■死体はだれのものか
奥田純一郎/深尾立編『バイオバンクの展開』上智大学出版
野崎亜紀子さま、ご恵存賜りありがとうございました。
死体は、尊厳をもって扱われなければならない。勝手に扱ってはいけない。
なぜかと言えば、その論拠は、「国民の宗教感情としての死体の尊重」という倫理によって、基礎づけられているからなのですね。
死体はモノであるとはいえ、人と同じように、人格をもったものとして扱われる権利を持っている。
すると死体は、「遺族のもの」とは言えませんね。「遺族がその処分権をもっている」ということもできないですね。

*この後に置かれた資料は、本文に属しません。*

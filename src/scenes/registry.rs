use std::collections::HashSet;
use std::fmt;
use std::path::PathBuf;
use std::time::Duration;
use thiserror::Error;

use crate::core::coords::NormRect;
use crate::scenes::handlers::{Handler, Step};
use crate::settings::AppSettings;

/// A named reference image and where to look for it.
#[derive(Debug, Clone, PartialEq)]
pub struct Element {
    pub name: String,
    pub template: PathBuf,
    /// Search region; `None` searches the whole screen
    pub region: Option<NormRect>,
    pub confidence: f32,
}

#[derive(Debug, Clone, Copy, PartialEq, Eq, Hash)]
pub enum Scene {
    Mainline,
    Interaction,
    Dialogue,
    DeepDialogue,
    Battle,
    BattleEnd,
    Confirm,
    AutoMove,
    Pause,
    Unknown,
}

impl fmt::Display for Scene {
    fn fmt(&self, f: &mut fmt::Formatter<'_>) -> fmt::Result {
        let name = match self {
            Scene::Mainline => "Mainline",
            Scene::Interaction => "Interaction",
            Scene::Dialogue => "Dialogue",
            Scene::DeepDialogue => "DeepDialogue",
            Scene::Battle => "Battle",
            Scene::BattleEnd => "BattleEnd",
            Scene::Confirm => "Confirm",
            Scene::AutoMove => "AutoMove",
            Scene::Pause => "Pause",
            Scene::Unknown => "Unknown",
        };
        f.write_str(name)
    }
}

/// Which elements must be present or absent for a scene to apply.
#[derive(Debug, Clone, Default, PartialEq)]
pub struct ScenePattern {
    required: Vec<(String, bool)>,
    overrides: Vec<(String, f32)>,
}

impl ScenePattern {
    pub fn new() -> Self {
        Self::default()
    }

    /// Require `element` to be present (`true`) or absent (`false`).
    pub fn require(mut self, element: &str, present: bool) -> Self {
        match self.required.iter_mut().find(|(name, _)| name == element) {
            Some(entry) => entry.1 = present,
            None => self.required.push((element.to_string(), present)),
        }
        self
    }

    /// Judge `element` against `confidence` instead of its own threshold.
    pub fn with_confidence(mut self, element: &str, confidence: f32) -> Self {
        match self.overrides.iter_mut().find(|(name, _)| name == element) {
            Some(entry) => entry.1 = confidence,
            None => self.overrides.push((element.to_string(), confidence)),
        }
        self
    }

    pub fn requirements(&self) -> impl Iterator<Item = (&str, bool)> {
        self.required.iter().map(|(name, present)| (name.as_str(), *present))
    }

    pub fn confidence_for(&self, element: &str) -> Option<f32> {
        self.overrides
            .iter()
            .find(|(name, _)| name == element)
            .map(|(_, confidence)| *confidence)
    }

    fn referenced(&self) -> impl Iterator<Item = &str> {
        self.required
            .iter()
            .map(|(name, _)| name.as_str())
            .chain(self.overrides.iter().map(|(name, _)| name.as_str()))
    }
}

pub struct SceneEntry {
    pub scene: Scene,
    pub pattern: ScenePattern,
    pub handler: Handler,
    pub description: String,
}

impl SceneEntry {
    pub fn new(scene: Scene, description: &str, pattern: ScenePattern, handler: Handler) -> Self {
        Self {
            scene,
            pattern,
            handler,
            description: description.to_string(),
        }
    }
}

#[derive(Debug, Error, PartialEq)]
pub enum RegistryError {
    #[error("element '{0}' is registered twice")]
    DuplicateElement(String),
    #[error("scene {0} is registered twice")]
    DuplicateScene(Scene),
    #[error("the Unknown scene cannot be registered")]
    UnknownRegistered,
    #[error("scene {scene} references unregistered element '{element}'")]
    UnregisteredElement { scene: Scene, element: String },
    #[error("confidence {confidence} for '{element}' must lie strictly between 0 and 1")]
    InvalidConfidence { element: String, confidence: f32 },
}

/// Validated element and scene tables. Scene order is classification order.
pub struct Registry {
    elements: Vec<Element>,
    scenes: Vec<SceneEntry>,
}

fn check_confidence(element: &str, confidence: f32) -> Result<(), RegistryError> {
    if confidence > 0.0 && confidence < 1.0 {
        Ok(())
    } else {
        Err(RegistryError::InvalidConfidence {
            element: element.to_string(),
            confidence,
        })
    }
}

impl Registry {
    pub fn new(elements: Vec<Element>, scenes: Vec<SceneEntry>) -> Result<Self, RegistryError> {
        let mut names = HashSet::new();
        for element in &elements {
            if !names.insert(element.name.as_str()) {
                return Err(RegistryError::DuplicateElement(element.name.clone()));
            }
            check_confidence(&element.name, element.confidence)?;
        }

        let mut seen = HashSet::new();
        for entry in &scenes {
            if entry.scene == Scene::Unknown {
                return Err(RegistryError::UnknownRegistered);
            }
            if !seen.insert(entry.scene) {
                return Err(RegistryError::DuplicateScene(entry.scene));
            }

            let handler_refs = entry.handler.elements();
            for element in entry.pattern.referenced().chain(handler_refs) {
                if !names.contains(element) {
                    return Err(RegistryError::UnregisteredElement {
                        scene: entry.scene,
                        element: element.to_string(),
                    });
                }
            }
            for (element, confidence) in &entry.pattern.overrides {
                check_confidence(element, *confidence)?;
            }
        }

        Ok(Self { elements, scenes })
    }

    /// Build the default scene table over the elements from `settings`.
    pub fn from_settings(settings: &AppSettings) -> Result<Self, RegistryError> {
        let elements = settings
            .elements
            .iter()
            .map(|e| Element {
                name: e.name.clone(),
                template: settings.detection.template_dir.join(&e.template),
                region: e.region,
                confidence: e.confidence,
            })
            .collect();
        Self::new(elements, default_scenes())
    }

    pub fn elements(&self) -> &[Element] {
        &self.elements
    }

    pub fn scenes(&self) -> &[SceneEntry] {
        &self.scenes
    }

    pub fn element(&self, name: &str) -> Option<&Element> {
        self.elements.iter().find(|e| e.name == name)
    }

    pub fn entry(&self, scene: Scene) -> Option<&SceneEntry> {
        self.scenes.iter().find(|entry| entry.scene == scene)
    }

    /// Every element some pattern mentions, once, in order of first mention.
    pub fn referenced_elements(&self) -> Vec<&Element> {
        let mut seen = HashSet::new();
        self.scenes
            .iter()
            .flat_map(|entry| entry.pattern.referenced())
            .filter(|name| seen.insert(*name))
            .filter_map(|name| self.element(name))
            .collect()
    }
}

fn press(key: &str) -> Step {
    Step::Press(key.to_string())
}

fn wait_ms(ms: u64) -> Step {
    Step::Wait(Duration::from_millis(ms))
}

/// The game's scenes, most specific first where patterns overlap.
pub fn default_scenes() -> Vec<SceneEntry> {
    vec![
        SceneEntry::new(
            Scene::Mainline,
            "Mainline entry",
            ScenePattern::new()
                .require("mainline", true)
                .require("inter", false)
                .require("pause", false),
            Handler::Script(vec![Step::ClickLastSeen("mainline".to_string()), wait_ms(2000)]),
        ),
        SceneEntry::new(
            Scene::Interaction,
            "Interaction prompt",
            ScenePattern::new().require("mainline", true).require("inter", true),
            Handler::Script(vec![press("f"), wait_ms(1000)]),
        ),
        SceneEntry::new(
            Scene::Dialogue,
            "Dialogue",
            ScenePattern::new().require("skip", true).require("mainline", false),
            Handler::Script(vec![press("f2"), wait_ms(1000), press("enter")]),
        ),
        SceneEntry::new(
            Scene::DeepDialogue,
            "Deep dialogue",
            ScenePattern::new().require("skipChat", true),
            Handler::Script(vec![press("enter"), wait_ms(500)]),
        ),
        SceneEntry::new(
            Scene::Battle,
            "In battle",
            ScenePattern::new().require("war", true),
            Handler::Script(vec![Step::Note("Battle in progress".to_string()), wait_ms(2000)]),
        ),
        SceneEntry::new(
            Scene::BattleEnd,
            "Battle end",
            ScenePattern::new().require("exit", true),
            Handler::Script(vec![press("enter"), wait_ms(1000)]),
        ),
        SceneEntry::new(
            Scene::Confirm,
            "Confirmation dialog",
            ScenePattern::new().require("confirm", true),
            Handler::Script(vec![press("enter"), wait_ms(1000)]),
        ),
        SceneEntry::new(
            Scene::AutoMove,
            "Auto move",
            ScenePattern::new().require("autoMove", true),
            Handler::Script(vec![Step::Note("Auto move in progress".to_string()), wait_ms(2000)]),
        ),
        SceneEntry::new(
            Scene::Pause,
            "Manual intervention",
            ScenePattern::new().require("pause", true),
            Handler::RequestIntervention {
                title: "Manual intervention needed".to_string(),
                message: "The bot hit a screen it cannot handle. Sort it out in game, then press the resume hotkey to continue.".to_string(),
                settle: Duration::from_secs(1),
            },
        ),
    ]
}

死体を売ったら、やはりそれはいけない。それは直感的にそのように感じますね。これは、生きている人に関して、身体の処分権がその人自身に属するという、身体論型の財産権リバタリアニズムによって正当化されるものではなく、共有された宗教的価値にもとづく感覚ですね。
けれども、ある種のリバタリアンであれば、死者にも魂があり、その魂は死体に対する財産権をもっているはずだ、と発想するかもしれません。他人の財産権を不当に取り扱ってはならない、と。
しかし死体というモノは、いったい誰のものなのか。どうもこの問いは、「倫理国家」という規範の正当性を導くための、一つの理路になっているような気がします。